Rice sheath rot, caused by the fungus Sarocladium oryzae, poses a major threat to rice crops. This pathogen exhibits substantial variability in the field, yet limited information on its genetic diversity and population structure hampers the development of effective disease management strategies. In this study, hyper-variable Simple Sequence Repeats (HV-SSR) markers were employed for the first time to assess the genetic diversity of Sarocladium oryzae, collected from various rice cultivating regions in Odisha, Eastern India. The isolates were identified using both morphological and molecular criteria. A pathogenicity test was performed for all the isolates. A total of 2558 HV-SSRs with more than 10 repeat units were identified in the genome of S. oryzae. The most prevalent types of repeats were dinucleotides (26.8%), followed by trinucleotides (22.8%), tetranucleotides (8.67%), pentanucleotides (2.83%), and hexanucleotides (1.83%).

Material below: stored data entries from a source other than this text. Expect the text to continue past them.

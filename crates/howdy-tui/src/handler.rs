use crossterm::event::{KeyCode, KeyEvent, KeyModifiers, MouseEvent, MouseEventKind};
use ratatui::layout::Rect;

use crate::app::{App, FocusPane, InputMode};
use crate::tui::AppEvent;

/// Convert a character index to a byte index for UTF-8 safe string operations
fn char_to_byte_index(s: &str, char_idx: usize) -> usize {
    s.char_indices()
        .nth(char_idx)
        .map(|(i, _)| i)
        .unwrap_or(s.len())
}

pub fn handle_event(app: &mut App, event: AppEvent) {
    match event {
        AppEvent::Key(key) => handle_key(app, key),
        AppEvent::Mouse(mouse) => handle_mouse(app, mouse),
        // The next draw re-measures the chat block
        AppEvent::Resize => {}
        AppEvent::Tick => app.tick_animation(),
    }
}

fn handle_key(app: &mut App, key: KeyEvent) {
    if key.code == KeyCode::Char('c') && key.modifiers.contains(KeyModifiers::CONTROL) {
        app.should_quit = true;
        return;
    }

    match app.input_mode {
        InputMode::Normal => handle_normal_mode(app, key),
        InputMode::Editing => handle_editing_mode(app, key),
    }
}

fn focus_input(app: &mut App) {
    app.focus = FocusPane::Input;
    app.input_mode = InputMode::Editing;
    app.query_cursor = app.query_input.chars().count();
}

fn handle_normal_mode(app: &mut App, key: KeyEvent) {
    match key.code {
        KeyCode::Char('q') => app.should_quit = true,

        // Tab cycles: Chat -> Input -> Sidebar -> Chat
        KeyCode::Tab => match app.focus {
            FocusPane::Chat => focus_input(app),
            FocusPane::Input => app.focus = FocusPane::Sidebar,
            FocusPane::Sidebar => app.focus = FocusPane::Chat,
        },
        KeyCode::Char('i') | KeyCode::Char('/') => focus_input(app),

        KeyCode::Char('j') | KeyCode::Down => match app.focus {
            FocusPane::Sidebar => app.role_nav_down(),
            _ => app.scroll_down(1),
        },
        KeyCode::Char('k') | KeyCode::Up => match app.focus {
            FocusPane::Sidebar => app.role_nav_up(),
            _ => app.scroll_up(1),
        },
        KeyCode::Char('d') if key.modifiers.contains(KeyModifiers::CONTROL) => {
            app.scroll_down((app.chat_height / 2).max(1));
        }
        KeyCode::Char('u') if key.modifiers.contains(KeyModifiers::CONTROL) => {
            app.scroll_up((app.chat_height / 2).max(1));
        }
        KeyCode::Char('g') => app.chat_scroll = 0,
        KeyCode::Char('G') => app.scroll_chat_to_bottom(),

        KeyCode::Enter | KeyCode::Char(' ') => match app.focus {
            FocusPane::Sidebar => app.apply_highlighted_role(),
            _ => focus_input(app),
        },

        KeyCode::Char('r') => app.toggle_role(),
        KeyCode::Char('C') => app.clear_history(),
        KeyCode::Esc => app.last_error = None,

        _ => {}
    }
}

fn handle_editing_mode(app: &mut App, key: KeyEvent) {
    match key.code {
        KeyCode::Esc => {
            app.input_mode = InputMode::Normal;
            app.focus = FocusPane::Chat;
        }
        KeyCode::Tab => {
            app.input_mode = InputMode::Normal;
            app.focus = FocusPane::Sidebar;
        }
        KeyCode::Enter => {
            app.submit_query();
        }
        KeyCode::Backspace => {
            if app.query_cursor > 0 {
                app.query_cursor -= 1;
                let byte_pos = char_to_byte_index(&app.query_input, app.query_cursor);
                app.query_input.remove(byte_pos);
            }
        }
        KeyCode::Delete => {
            let char_count = app.query_input.chars().count();
            if app.query_cursor < char_count {
                let byte_pos = char_to_byte_index(&app.query_input, app.query_cursor);
                app.query_input.remove(byte_pos);
            }
        }
        KeyCode::Left => {
            app.query_cursor = app.query_cursor.saturating_sub(1);
        }
        KeyCode::Right => {
            let char_count = app.query_input.chars().count();
            app.query_cursor = (app.query_cursor + 1).min(char_count);
        }
        KeyCode::Home => app.query_cursor = 0,
        KeyCode::End => app.query_cursor = app.query_input.chars().count(),
        KeyCode::Char(c) => {
            let byte_pos = char_to_byte_index(&app.query_input, app.query_cursor);
            app.query_input.insert(byte_pos, c);
            app.query_cursor += 1;
        }
        _ => {}
    }
}

fn point_in_rect(x: u16, y: u16, rect: Rect) -> bool {
    x >= rect.x && x < rect.x + rect.width && y >= rect.y && y < rect.y + rect.height
}

fn handle_mouse(app: &mut App, mouse: MouseEvent) {
    let in_chat = app
        .chat_area
        .map(|r| point_in_rect(mouse.column, mouse.row, r))
        .unwrap_or(false);
    let in_sidebar = app
        .sidebar_area
        .map(|r| point_in_rect(mouse.column, mouse.row, r))
        .unwrap_or(false);

    match mouse.kind {
        MouseEventKind::ScrollDown if in_chat => app.scroll_down(3),
        MouseEventKind::ScrollUp if in_chat => app.scroll_up(3),
        MouseEventKind::ScrollDown if in_sidebar => app.role_nav_down(),
        MouseEventKind::ScrollUp if in_sidebar => app.role_nav_up(),
        _ => {}
    }
}
use std::collections::HashMap;

use color_eyre::eyre::Result;
use derive_builder::Builder;
use ratatui::{prelude::*, widgets::*};
use tokio::sync::mpsc::UnboundedSender;

use super::{Frame, Page, PageId};
use crate::{
    action::{act, Action, Command, HomeAction},
    config::PageKeyBindings,
    constants::{INSTRUCTIONS, TITLE_TEXT},
};

#[derive(Copy, Clone, Debug, PartialEq, Eq)]
pub enum OptionItem {
    Play,
    Quit,
}

#[derive(Builder)]
#[builder(pattern = "owned")]
pub struct HomePage {
    #[builder(default)]
    pub action_tx: Option<UnboundedSender<Action>>,
    #[builder(default)]
    pub keymap: PageKeyBindings,
    options: Vec<(OptionItem, &'static str)>,
    #[builder(default)]
    selected_option_index: usize,
}

impl HomePage {
    pub fn new() -> Result<Self> {
        Ok(HomePageBuilder::default().options(vec![(OptionItem::Play, "Play"), (OptionItem::Quit, "Quit")]).build()?)
    }

    pub fn up(&mut self) {
        if self.selected_option_index > 0 {
            self.selected_option_index -= 1;
        }
    }

    pub fn down(&mut self) {
        if self.selected_option_index + 1 < self.options.len() {
            self.selected_option_index += 1;
        }
    }

    fn selected(&self) -> Option<OptionItem> {
        self.options.get(self.selected_option_index).map(|(item, _)| *item)
    }
}

impl Page for HomePage {
    fn id(&self) -> PageId {
        PageId::Home
    }

    fn register_keymap(&mut self, keymaps: &HashMap<PageId, PageKeyBindings>) -> Result<()> {
        if let Some(keymap) = keymaps.get(&self.id()) {
            self.keymap = keymap.clone();
        }
        Ok(())
    }

    fn register_action_handler(&mut self, tx: UnboundedSender<Action>) -> Result<()> {
        self.action_tx = Some(tx);
        Ok(())
    }

    fn update(&mut self, action: Action) -> Result<Option<Action>> {
        if let Command::Home(command) = action.command {
            match command {
                HomeAction::Up => self.up(),
                HomeAction::Down => self.down(),
                HomeAction::Select => {
                    return Ok(match self.selected() {
                        Some(OptionItem::Play) => Some(act!(Command::StartGame)),
                        Some(OptionItem::Quit) => Some(act!(Command::Quit)),
                        None => None,
                    });
                },
            }
        }
        Ok(None)
    }

    fn draw(&mut self, f: &mut Frame<'_>, rect: Rect) -> Result<()> {
        f.render_widget(Clear, rect);

        let title_lines: Vec<&str> = TITLE_TEXT.lines().filter(|s| !s.is_empty()).collect();
        let num_title_lines = title_lines.len() as u16;

        let num_options = self.options.len() as u16;
        let option_height = num_options * 2 - 1;

        let [title_area, hint_area, option_area] = Layout::vertical(vec![
            Constraint::Length(num_title_lines),
            Constraint::Length(1),
            Constraint::Length(option_height),
        ])
        .flex(layout::Flex::SpaceAround)
        .areas(rect);

        // Draw title
        let lines = title_lines.iter().map(|line| Line::from(*line)).collect::<Vec<_>>();
        let paragraph = Paragraph::new(lines).style(Style::default().fg(Color::Yellow)).alignment(Alignment::Center);
        f.render_widget(paragraph, title_area);

        let hint = Paragraph::new(INSTRUCTIONS).style(Style::default().fg(Color::Gray)).alignment(Alignment::Center);
        f.render_widget(hint, hint_area);

        // Draw options
        let max_option_len = self.options.iter().map(|(_, title)| title.len()).max().unwrap_or(0);
        let [option_area] = Layout::horizontal(vec![Constraint::Length(max_option_len as u16 + (2 * 2))])
            .flex(layout::Flex::SpaceAround)
            .areas(option_area);

        let mut lines = vec![];
        for (index, (_, title)) in self.options.iter().enumerate() {
            if index > 0 {
                lines.push(Line::from(""));
            }
            let padded = format!("  {title:<max_option_len$}  ");
            let style =
                if index == self.selected_option_index { Style::default().bg(Color::Cyan) } else { Style::default() };
            lines.push(Line::from(padded).style(style));
        }

        let paragraph = Paragraph::new(lines).style(Style::default().fg(Color::White)).alignment(Alignment::Left);
        f.render_widget(paragraph, option_area);

        Ok(())
    }
}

A total of 150 HV-SSR primers were designed and 24 were randomly selected and validated, of which ten of them demonstrating polymorphism in the 87 isolates. These ten polymorphic hyper-variable SSR markers were subsequently used to assess the genetic diversity and population structure of Sarocladium oryzae isolates. The markers revealed a total of 32 alleles, with the number of alleles per locus varying from 2 to 4. Gene diversity ranged from 0.409 to 0.641, while the major allele frequency varied from 0.448 to 0.736. The Polymorphic Information Content (PIC) values ranged from 0.325 to 0.569, with an average of 0.457. Cluster analysis categorized the sheath rot isolates into three distinct major clusters. Principal coordinate analysis and structure analysis identified two genetic clusters within S. oryzae isolates. Analysis of molecular variance indicated that there was more genetic variation within populations (55%) and less variation among populations (45%). The findings of this study provide insights into the genetic diversity of S. oryzae in the rice-cultivating regions of Odisha, which can be used to develop more effective disease management strategies.